### Brief
What lines below mention the word "longest"? Copy each one.

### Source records
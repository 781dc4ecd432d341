//! Keyword classification rules.
//!
//! Every "understanding" step in NeuroLite is an ordered list of
//! `(keywords → outcome)` rules evaluated top-to-bottom, first match wins.
//! Rule order is part of the behavioral contract: an input containing both
//! `fun` and `hate` is Happy because the happy group is checked first.

use crate::types::EmotionCategory;

/// A single classification rule: if any keyword is a substring of the input,
/// the rule fires and yields its outcome.
#[derive(Debug)]
pub struct KeywordRule<T: 'static> {
    /// Substrings that trigger this rule.
    pub keywords: &'static [&'static str],
    /// Outcome produced when the rule fires.
    pub outcome: T,
}

impl<T> KeywordRule<T> {
    /// Whether any of this rule's keywords occurs in `text`.
    #[must_use]
    pub fn matches(&self, text: &str) -> bool {
        self.keywords.iter().any(|k| text.contains(k))
    }
}

/// First-match-wins scan over an ordered rule table.
pub fn first_match<'r, T>(rules: &'r [KeywordRule<T>], text: &str) -> Option<&'r T> {
    rules.iter().find(|r| r.matches(text)).map(|r| &r.outcome)
}

/// All matching outcomes, in table order. Used where rules fire independently
/// (trait updates) rather than exclusively.
pub fn all_matches<'r, T>(
    rules: &'r [KeywordRule<T>],
    text: &'r str,
) -> impl Iterator<Item = &'r T> {
    rules.iter().filter(|r| r.matches(text)).map(|r| &r.outcome)
}

// ---------------------------------------------------------------------------
// Rule tables
// ---------------------------------------------------------------------------

/// Emotion classification, applied to lowercased input.
/// The trailing default (Calm @ 0.3) lives in [`EMOTION_DEFAULT`].
pub const EMOTION_RULES: &[KeywordRule<(EmotionCategory, f32)>] = &[
    KeywordRule {
        keywords: &["love", "fun", "friend"],
        outcome: (EmotionCategory::Happy, 0.7),
    },
    KeywordRule {
        keywords: &["hate", "annoy"],
        outcome: (EmotionCategory::Angry, 0.8),
    },
    KeywordRule {
        keywords: &["lost", "alone"],
        outcome: (EmotionCategory::Sad, 0.6),
    },
];

/// Fallback when no emotion rule fires.
pub const EMOTION_DEFAULT: (EmotionCategory, f32) = (EmotionCategory::Calm, 0.3);

/// Ethics judgments, applied to the raw scenario text.
pub const ETHICS_RULES: &[KeywordRule<&str>] = &[
    KeywordRule {
        keywords: &["hurt"],
        outcome: "Avoiding harm is essential.",
    },
    KeywordRule {
        keywords: &["lie"],
        outcome: "Lying can be harmful unless for protection.",
    },
];

/// Fallback when no ethics rule fires.
pub const ETHICS_FALLBACK: &str = "Ethics uncertain, context matters.";

/// Trait acquisition rules. These fire independently: feedback containing
/// both keywords appends both traits.
pub const TRAIT_RULES: &[KeywordRule<&str>] = &[
    KeywordRule {
        keywords: &["smart"],
        outcome: "analytical",
    },
    KeywordRule {
        keywords: &["weird"],
        outcome: "unusual",
    },
];
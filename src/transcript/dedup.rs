use tracing::debug;

use super::Cue;

const MIN_OVERLAP_CHARS: usize = 4;

/// Remove text that auto-generated captions repeat from the previous cue.
///
/// Each cue loses its longest prefix that is also a suffix of the previous
/// kept cue's original text. Cues left with at most one character are dropped.
pub fn dedupe_rolling_captions(cues: Vec<Cue>) -> Vec<Cue> {
    let before = cues.len();
    let mut kept = Vec::with_capacity(before);
    let mut previous: Option<Vec<char>> = None;

    for cue in cues {
        let current: Vec<char> = cue.text.chars().collect();
        let overlap = previous
            .as_deref()
            .map(|prev| shared_boundary(prev, &current))
            .unwrap_or(0);

        let remainder: String = current[overlap..].iter().collect();
        let remainder = remainder.trim();

        if remainder.chars().count() <= 1 {
            continue;
        }

        previous = Some(current);
        kept.push(Cue::new(cue.start, cue.end, remainder));
    }

    debug!("Rolling caption cleanup kept {}/{} cues", kept.len(), before);
    kept
}

/// Length of the longest suffix of `previous` that prefixes `current`
fn shared_boundary(previous: &[char], current: &[char]) -> usize {
    let longest = previous.len().min(current.len());
    (MIN_OVERLAP_CHARS..=longest)
        .rev()
        .find(|&k| previous[previous.len() - k..] == current[..k])
        .unwrap_or(0)
}
impl SubtitleLang {
    pub fn as_arg(&self) -> Option<&'static str> {
        match self {
            Self::AiZh => Some("ai-zh"),
            Self::ZhCn => Some("zh-cn"),
            Self::ZhTw => Some("zh-tw"),
            Self::Zh => Some("zh"),
            Self::AiEn => Some("ai-en"),
            Self::En => Some("en"),
            Self::All => None,
        }
    }

    /// Pick the preferred language from `yt-dlp --list-subs` output
    pub fn from_listing(listing: &str) -> Self {
        let table: [(&str, Self); 6] = [
            (r"(?i)\bai-zh\b", Self::AiZh),
            (r"(?i)\b(zh-cn|zh_cn|chinese)\b", Self::ZhCn),
            (r"(?i)\b(zh-tw|zh_tw)\b", Self::ZhTw),
            (r"(?i)\bzh\b", Self::Zh),
            (r"(?i)\bai-en\b", Self::AiEn),
            (r"(?i)\b(en|english)\b", Self::En),
        ];

        table
            .iter()
            .find(|(pattern, _)| {
                Regex::new(pattern)
                    .map(|re| re.is_match(listing))
                    .unwrap_or(false)
            })
            .map(|(_, lang)| *lang)
            .unwrap_or(Self::All)
    }
}

/// Files resolved for one remote video
#[derive(Debug, Clone)]
pub struct DownloadResult {
    pub video: Option<PathBuf>,
    pub subtitle: Option<PathBuf>,
    pub title: String,
}

/// Video and subtitle downloader backed by yt-dlp
pub struct VideoDownloader {
    output_dir: PathBuf,
    cookies_file: Option<PathBuf>,
}

impl VideoDownloader {
    pub fn new(output_dir: PathBuf, cookies_file: Option<PathBuf>) -> Self {
        Self {
            output_dir,
            cookies_file,
        }
    }

    /// Usable cookies file. Missing files are skipped with a warning.
    pub fn cookies(&self) -> Option<&Path> {
        let cookies = self.cookies_file.as_deref()?;
        if cookies.exists() {
            Some(cookies)
        } else {
            warn!(
                "⚠️  Cookies file {} not found, continuing without cookies",
                cookies.display()
            );
            None
        }
    }

    fn ytdlp(&self) -> Command {
        let mut command = Command::new("yt-dlp");
        if let Some(cookies) = self.cookies() {
            command.arg("--cookies").arg(cookies);
        }
        command
    }

    async fn run(&self, mut command: Command, what: &str) -> Result<String> {
        let output = command
            .output()
            .await
            .with_context(|| format!("failed to run yt-dlp ({})", what))?;
        if !output.status.success() {
            return Err(anyhow!(
                "yt-dlp {} failed: {}",
                what,
                String::from_utf8_lossy(&output.stderr).trim()
            ));
        }
        Ok(String::from_utf8_lossy(&output.stdout).to_string())
    }

    pub async fn check_installed(&self) -> Result<()> {
        let mut command = Command::new("yt-dlp");
        command.arg("--version");
        let version = self
            .run(command, "--version")
            .await
            .context("yt-dlp is required for URL input")?;
        debug!("yt-dlp version {}", version.trim());
        Ok(())
    }

    /// Sanitized video title, `video` when metadata is unavailable
    pub async fn fetch_title(&self, url: &str) -> String {
        let mut command = self.ytdlp();
        command.args(["--dump-json", "--skip-download", url]);

        let title = match self.run(command, "--dump-json").await {
            Ok(json) => serde_json::from_str::<serde_json::Value>(&json)
                .ok()
                .and_then(|info| info["title"].as_str().map(str::to_string)),
            Err(e) => {
                warn!("Failed to read video info: {}, using default title", e);
                None
            }
        };

        let title = sanitize_title(title.as_deref().unwrap_or("video"));
        info!("📹 Video title: {}", title);
        title
    }

    async fn detect_subtitle_lang(&self, url: &str) -> SubtitleLang {
        let mut command = self.ytdlp();
        command.args(["--list-subs", "--skip-download", url]);

        match self.run(command, "--list-subs").await {
            Ok(listing) => {
                let lang = SubtitleLang::from_listing(&listing);
                info!("💬 Subtitle language: {}", lang.as_arg().unwrap_or("all"));
                lang
            }
            Err(e) => {
                warn!("Failed to list subtitles: {}, trying all languages", e);
                SubtitleLang::All
            }
        }
    }

    async fn download_video(&self, url: &str, title: &str) -> Result<PathBuf> {
        let template = self.output_dir.join("%(title)s.%(ext)s");
        let formats = [
            "bestvideo[ext=mp4]/bestvideo[height>=720]/bestvideo",
            "bestvideo[ext=mp4]+worstaudio[ext=m4a]/bestvideo+worstaudio",
        ];

        let mut last_error = None;
        for format in formats {
            info!("⬇️  Downloading video ({})", format);
            let mut command = self.ytdlp();
            command
                .args(["-f", format, "--no-write-subs", "--no-playlist", "-o"])
                .arg(&template)
                .arg(url);

            match self.run(command, "video download").await {
                Ok(_) => {
                    last_error = None;
                    break;
                }
                Err(e) => {
                    warn!("Video download with {} failed: {}", format, e);
                    last_error = Some(e);
                }
            }
        }
        if let Some(e) = last_error {
            return Err(e);
        }

        if let Some(path) = find_local_video(&self.output_dir, title) {
            return Ok(path);
        }

        // Fall back to the newest video in the directory
        let newest = list_files(&self.output_dir, VIDEO_EXTENSIONS)
            .into_iter()
            .max_by_key(|path| modified(path))
            .ok_or_else(|| anyhow!("downloaded video for '{}' not found", title))?;
        warn!(
            "⚠️  Could not match the title, using newest video {}",
            newest.display()
        );
        Ok(newest)
    }

    async fn download_subtitles(&self, url: &str, lang: SubtitleLang) {
        let template = self.output_dir.join("%(title)s.%(language)s.%(ext)s");
        let mut command = self.ytdlp();
        command.args(["--write-subs", "--write-auto-subs"]);
        if let Some(lang) = lang.as_arg() {
            command.args(["--sub-langs", lang]);
        }
        command
            .args(["--sub-format", "srt", "--skip-download", "-o"])
            .arg(&template)
            .arg(url);

        if let Err(e) = self.run(command, "subtitle download").await {
            warn!("Subtitle download failed: {}", e);
        }
    }

    /// Resolve title, video and subtitle for `url`, reusing matching local files
    pub async fn download(&self, url: &str, skip_video: bool) -> Result<DownloadResult> {
        info!("🌐 Resolving {}", url);
        self.check_installed().await?;
        tokio::fs::create_dir_all(&self.output_dir).await?;

        let title = self.fetch_title(url).await;

        let video = if skip_video {
            None
        } else if let Some(existing) = find_local_video(&self.output_dir, &title) {
            info!("⏭️  Using local video {}", existing.display());
            Some(existing)
        } else {
            Some(self.download_video(url, &title).await?)
        };

        let subtitle = match find_local_subtitle_file(&self.output_dir, &title) {
            Some(existing) => {
                info!("⏭️  Using local subtitle {}", existing.display());
                Some(existing)
            }
            None => {
                let lang = self.detect_subtitle_lang(url).await;
                self.download_subtitles(url, lang).await;
                find_local_subtitle_file(&self.output_dir, &title)
            }
        };

        Ok(DownloadResult {
            video,
            subtitle,
            title,
        })
    }
}

#[cfg(test)]
mod tests {
    use super::*;
    use tempfile::TempDir;

    fn touch(dir: &Path, name: &str) -> PathBuf {
        let path = dir.join(name);
        std::fs::write(&path, "1\n00:00:01,000 --> 00:00:02,000\nx\n").unwrap();
        path
    }

    #[test]
    fn test_sanitize_title() {
        assert_eq!(sanitize_title("a/b: c?"), "a_b_ c_");
        assert_eq!(sanitize_title(r#"<x>|"y"\z*"#), "_x___y__z_");
    }

    #[test]
    fn test_subtitle_lang_priority() {
        assert_eq!(subtitle_lang_priority("Lecture.NA.ai-zh.srt"), 5);
        assert_eq!(subtitle_lang_priority("Lecture.zh-CN.srt"), 4);
        assert_eq!(subtitle_lang_priority("Lecture.ai-en.srt"), 3);
        assert_eq!(subtitle_lang_priority("Lecture.en-US.srt"), 2);
        assert_eq!(subtitle_lang_priority("Scene rendering.srt"), 1);
    }

    #[test]
    fn test_subtitle_lang_from_listing() {
        let listing = "Language Formats\nai-en srt\nai-zh srt\n";
        assert_eq!(SubtitleLang::from_listing(listing), SubtitleLang::AiZh);
        assert_eq!(SubtitleLang::from_listing("en vtt, srt"), SubtitleLang::En);
        assert_eq!(SubtitleLang::from_listing("fr vtt"), SubtitleLang::All);
    }

    #[test]
    fn test_find_local_subtitle_prefers_language() {
        let temp_dir = TempDir::new().unwrap();
        touch(temp_dir.path(), "Real-Time Rendering.en.srt");
        let zh = touch(temp_dir.path(), "Real-Time Rendering.NA.ai-zh.srt");
        touch(temp_dir.path(), "Unrelated Talk.ai-zh.srt");

        let found = find_local_subtitle_file(temp_dir.path(), "Real-Time Rendering").unwrap();
        assert_eq!(found, zh);
        assert!(find_local_subtitle_file(temp_dir.path(), "Physics Engines").is_none());
    }

    #[test]
    fn test_find_local_video_exact_and_fuzzy() {
        let temp_dir = TempDir::new().unwrap();
        let exact = touch(temp_dir.path(), "Shadow Mapping.mp4");
        assert_eq!(find_local_video(temp_dir.path(), "Shadow Mapping"), Some(exact));

        let fuzzy = touch(temp_dir.path(), "gdc_volumetric_clouds_talk.webm");
        assert_eq!(
            find_local_video(temp_dir.path(), "Volumetric Clouds in Games"),
            Some(fuzzy)
        );
    }

    #[test]
    fn test_sibling_subtitle() {
        let temp_dir = TempDir::new().unwrap();
        let video = temp_dir.path().join("talk.mp4");
        assert!(sibling_subtitle(&video).is_none());

        let vtt = touch(temp_dir.path(), "talk.vtt");
        assert_eq!(sibling_subtitle(&video), Some(vtt));
    }

    #[test]
    fn test_missing_cookies_fall_back() {
        let downloader = VideoDownloader::new(
            PathBuf::from("downloads"),
            Some(PathBuf::from("/nonexistent/cookies.txt")),
        );
        assert!(downloader.cookies().is_none());
    }
}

### Solved exercise
/// Each cue loses its longest prefix that is also a suffix of the previous
/// Length of the longest suffix of `previous` that prefixes `current`
    let longest = previous.len().min(current.len());
    (MIN_OVERLAP_CHARS..=longest)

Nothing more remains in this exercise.